NLP is a subset of AI and uses ML/DL techniques.
In computer science, languages that humans use to communicate are called "natural languages". Examples include English, French, and Spanish. Early computers were designed to solve equations and process numbers. They were not meant to understand natural languages.
NLP is rooted in the theory of linguistics. Techniques from machine learning and deep neural networks have also been successfully applied to NLP problems. While many practical applications of NLP already exist, NLP has many unsolved problems.
Sentiment Analysis From product reviews or social media messages, the task is to figure out if the sentiment is positive, neutral or negative. This is useful for customer support, engineering and marketing departments.
Machine Translation: Suppose original content is published only in one language, machine translation can deliver this content to a wider readership. Tourists can use machine translation to communicate in a foreign country.
Question Answering: Given a question, an NLP engine leveraging a vast body of knowledge, can provide answers. This can help researchers and journalists. Whitepapers and reports can be written faster.
Text Summarization: NLP can be tasked to summarize a long essay or an entire book. It can provide a balanced summary of a story published at different websites with different points of view.
Text Classification: NLP can classify news stories by domain or detect email spam.
Text-to-Speech: This is an essential aspect of voice assistants. Audiobooks can be created for the visually impaired. Public announcements can be made.
Speech Recognition: Opposite of text-to-speech, this creates a textual representation of speech.

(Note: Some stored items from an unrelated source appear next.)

impl Mutation {
    /// Apply to `site`, returning the edited copy
    pub fn apply(&self, site: &Site, ctx: &mut ApplyContext<'_>) -> Result<MutationResult, MutationError> {
        match self {
            Mutation::AddBlock {
                page_id,
                block_type,
                placement,
            } => {
                let block = create_block(*block_type, &mut *ctx.ids);
                Self::insert_new_blocks(site, page_id, vec![block], placement.as_ref())
            }

            Mutation::InsertTemplate {
                page_id,
                template_id,
                placement,
            } => {
                Self::page(site, page_id)?;
                let block = ctx
                    .registry
                    .create_block_from_template(template_id, &mut *ctx.ids)?;
                Self::insert_new_blocks(site, page_id, vec![block], placement.as_ref())
            }

            Mutation::InsertCombination {
                page_id,
                combination_id,
                placement,
            } => {
                Self::page(site, page_id)?;
                let blocks = ctx
                    .registry
                    .create_blocks_from_combination(combination_id, &mut *ctx.ids);
                Self::insert_new_blocks(site, page_id, blocks, placement.as_ref())
            }

            Mutation::UpdateBlock {
                page_id,
                block_id,
                patch,
            } => Self::edit_content(site, page_id, |tree| {
                Ok(block_tree::update_block(tree, block_id, patch))
            }),

            Mutation::DeleteBlock { page_id, block_id } => Self::edit_content(site, page_id, |tree| {
                Ok(block_tree::delete_block(tree, block_id))
            }),

            Mutation::MoveBlock {
                page_id,
                source_id,
                target_id,
                position,
            } => Self::edit_content(site, page_id, |tree| {
                Ok(block_tree::move_block(tree, source_id, target_id, *position))
            }),

            Mutation::MoveBlockIntoColumn {
                page_id,
                source_id,
                columns_block_id,
                column_id,
                index,
            } => Self::edit_content(site, page_id, |tree| {
                Ok(block_tree::move_block_into_column(
                    tree,
                    source_id,
                    columns_block_id,
                    column_id,
                    *index,
                ))
            }),

            Mutation::ReorderBlocks {
                page_id,
                forest,
                source_index,
                destination_index,
            } => Self::edit_content(site, page_id, |tree| {
                let mut updated = tree.to_vec();
                let blocks = Self::resolve_forest_mut(&mut updated, forest)?;
                *blocks = block_tree::reorder_blocks(blocks, *source_index, *destination_index)?;
                Ok(updated)
            }),

            Mutation::MoveBlockToColumn {
                page_id,
                source,
                destination,
                source_index,
                destination_index,
            } => Self::edit_content(site, page_id, |tree| {
                Self::move_between_forests(tree, source, destination, *source_index, *destination_index)
            }),

            Mutation::CreatePage { title, parent_id } => {
                let (pages, id) =
                    hierarchy::create_page(&site.pages, title, parent_id.as_deref(), &mut *ctx.ids)?;
                Ok(MutationResult {
                    site: Self::with_pages(site, pages),
                    created: vec![id],
                })
            }

            Mutation::UpdatePageSettings { page_id, patch } => {
                Self::page(site, page_id)?;
                let pages = hierarchy::update_page_settings(&site.pages, page_id, patch)?;
                Ok(Self::edited(site, pages))
            }

            Mutation::ReparentPage {
                page_id,
                new_parent_id,
            } => {
                let pages =
                    hierarchy::update_page_hierarchy(&site.pages, page_id, new_parent_id.as_deref());
                Ok(Self::edited(site, pages))
            }

            Mutation::ReorderPages {
                source_id,
                target_id,
                position,
            } => {
                let pages = hierarchy::reorder_pages(&site.pages, source_id, target_id, *position);
                Ok(Self::edited(site, pages))
            }

            Mutation::DeletePage { page_id, policy } => {
                let pages = hierarchy::delete_page(&site.pages, page_id, *policy);
                Ok(Self::edited(site, pages))
            }
        }
    }

    /// Human readable label used for undo/redo history
    pub fn description(&self) -> String {
        match self {
            Mutation::AddBlock { block_type, .. } => format!("Add {} block", block_type),
            Mutation::InsertTemplate { template_id, .. } => format!("Insert {}", template_id),
            Mutation::InsertCombination { combination_id, .. } => {
                format!("Insert {}", combination_id)
            }
            Mutation::UpdateBlock { .. } => "Edit block".to_string(),
            Mutation::DeleteBlock { .. } => "Delete block".to_string(),
            Mutation::MoveBlock { .. }
            | Mutation::MoveBlockIntoColumn { .. }
            | Mutation::MoveBlockToColumn { .. } => "Move block".to_string(),
            Mutation::ReorderBlocks { .. } => "Reorder blocks".to_string(),
            Mutation::CreatePage { title, .. } => format!("Create page \"{}\"", title),
            Mutation::UpdatePageSettings { .. } => "Edit page settings".to_string(),
            Mutation::ReparentPage { .. } | Mutation::ReorderPages { .. } => {
                "Move page".to_string()
            }
            Mutation::DeletePage { .. } => "Delete page".to_string(),
        }
    }

    /// Stable snake_case name for logs
    pub fn name(&self) -> &'static str {
        match self {
            Mutation::AddBlock { .. } => "add_block",
            Mutation::InsertTemplate { .. } => "insert_template",
            Mutation::InsertCombination { .. } => "insert_combination",
            Mutation::UpdateBlock { .. } => "update_block",
            Mutation::DeleteBlock { .. } => "delete_block",
            Mutation::MoveBlock { .. } => "move_block",
            Mutation::MoveBlockIntoColumn { .. } => "move_block_into_column",
            Mutation::ReorderBlocks { .. } => "reorder_blocks",
            Mutation::MoveBlockToColumn { .. } => "move_block_to_column",
            Mutation::CreatePage { .. } => "create_page",
            Mutation::UpdatePageSettings { .. } => "update_page_settings",
            Mutation::ReparentPage { .. } => "reparent_page",
            Mutation::ReorderPages { .. } => "reorder_pages",
            Mutation::DeletePage { .. } => "delete_page",
        }
    }

    fn page<'a>(site: &'a Site, page_id: &str) -> Result<&'a Page, MutationError> {
        site.page(page_id)
            .ok_or_else(|| MutationError::PageNotFound(page_id.to_string()))
    }

    fn with_pages(site: &Site, pages: Vec<Page>) -> Site {
        Site {
            pages,
            ..site.clone()
        }
    }

    fn edited(site: &Site, pages: Vec<Page>) -> MutationResult {
        MutationResult {
            site: Self::with_pages(site, pages),
            created: Vec::new(),
        }
    }

    /// Replace one page's content with `edit(content)`, touching the page
    /// only when the content actually changed
    fn edit_content<F>(site: &Site, page_id: &str, edit: F) -> Result<MutationResult, MutationError>
    where
        F: FnOnce(&[Block]) -> Result<Vec<Block>, MutationError>,
    {
        let content = edit(&Self::page(site, page_id)?.content)?;

        let mut updated = site.clone();
        if let Some(page) = updated.page_mut(page_id) {
            if page.content != content {
                page.content = content;
                page.touch();
            } else {
                debug!(page_id = %page_id, "content unchanged");
            }
        }

        Ok(MutationResult {
            site: updated,
            created: Vec::new(),
        })
    }

    fn insert_new_blocks(
        site: &Site,
        page_id: &str,
        blocks: Vec<Block>,
        placement: Option<&Placement>,
    ) -> Result<MutationResult, MutationError> {
        let created: Vec<String> = blocks.iter().map(|b| b.id.clone()).collect();
        let mut result = Self::edit_content(site, page_id, |tree| {
            Ok(match placement {
                Some(placement) => {
                    block_tree::insert_blocks(tree, &placement.target_id, placement.position, blocks)
                }
                None => block_tree::append_blocks(tree, blocks),
            })
        })?;

        // A missing placement target inserts nothing
        if let Some(page) = result.site.page(page_id) {
            result.created = created
                .into_iter()
                .filter(|id| block_tree::contains_block(&page.content, id))
                .collect();
        }
        Ok(result)
    }

    fn resolve_forest_mut<'a>(
        tree: &'a mut Vec<Block>,
        forest: &ForestRef,
    ) -> Result<&'a mut Vec<Block>, MutationError> {
        block_tree::forest_mut(tree, forest)
            .ok_or_else(|| MutationError::BlockNotFound(forest.owner().unwrap_or_default().to_string()))
    }

    fn move_between_forests(
        tree: &[Block],
        source: &ForestRef,
        destination: &ForestRef,
        source_index: usize,
        destination_index: usize,
    ) -> Result<Vec<Block>, MutationError> {
        let not_found = |forest: &ForestRef| {
            MutationError::BlockNotFound(forest.owner().unwrap_or_default().to_string())
        };
        let source_blocks = block_tree::forest(tree, source).ok_or_else(|| not_found(source))?;
        let destination_blocks =
            block_tree::forest(tree, destination).ok_or_else(|| not_found(destination))?;

        let (moved_source, moved_destination) = if source == destination {
            block_tree::move_block_to_column(source_blocks, source_blocks, source_index, destination_index)?
        } else {
            block_tree::move_block_to_column(
                source_blocks,
                destination_blocks,
                source_index,
                destination_index,
            )?
        };

        if source == destination {
            let mut updated = tree.to_vec();
            *Self::resolve_forest_mut(&mut updated, source)? = moved_source;
            return Ok(updated);
        }

        let moved_id = source_blocks[source_index].id.as_str();
        if let Some(owner) = destination.owner() {
            if owner == moved_id || block_tree::is_descendant(tree, moved_id, owner) {
                debug!(block_id = %moved_id, "move_block_to_column: destination is inside moved block");
                return Ok(tree.to_vec());
            }
        }

        // Write the enclosing forest first so the nested write lands on top of it
        let destination_encloses_source = source
            .owner()
            .map_or(false, |owner| block_tree::contains_block(destination_blocks, owner));
        let writes = if destination_encloses_source {
            [(destination, moved_destination), (source, moved_source)]
        } else {
            [(source, moved_source), (destination, moved_destination)]
        };

        let mut updated = tree.to_vec();
        for (forest, blocks) in writes {
            *Self::resolve_forest_mut(&mut updated, forest)? = blocks;
        }
        Ok(updated)
    }
}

NLP is broadly made of two parts:
Natural Language Understanding (NLU): This involves converting speech or text into useful representations on which analysis can be performed. The goal is to resolve ambiguities, obtain context and understand the meaning of what's being said. Some say NLP is about text parsing and syntactic processing while NLU is about semantic relationships and meaning. NLU tackles the complexities of language beyond the basic sentence structure.
Natural Language Generation (NLG): Given an internal representation, this involves selecting the right words, forming phrases and sentences. Sentences need to ordered so that information is conveyed correctly.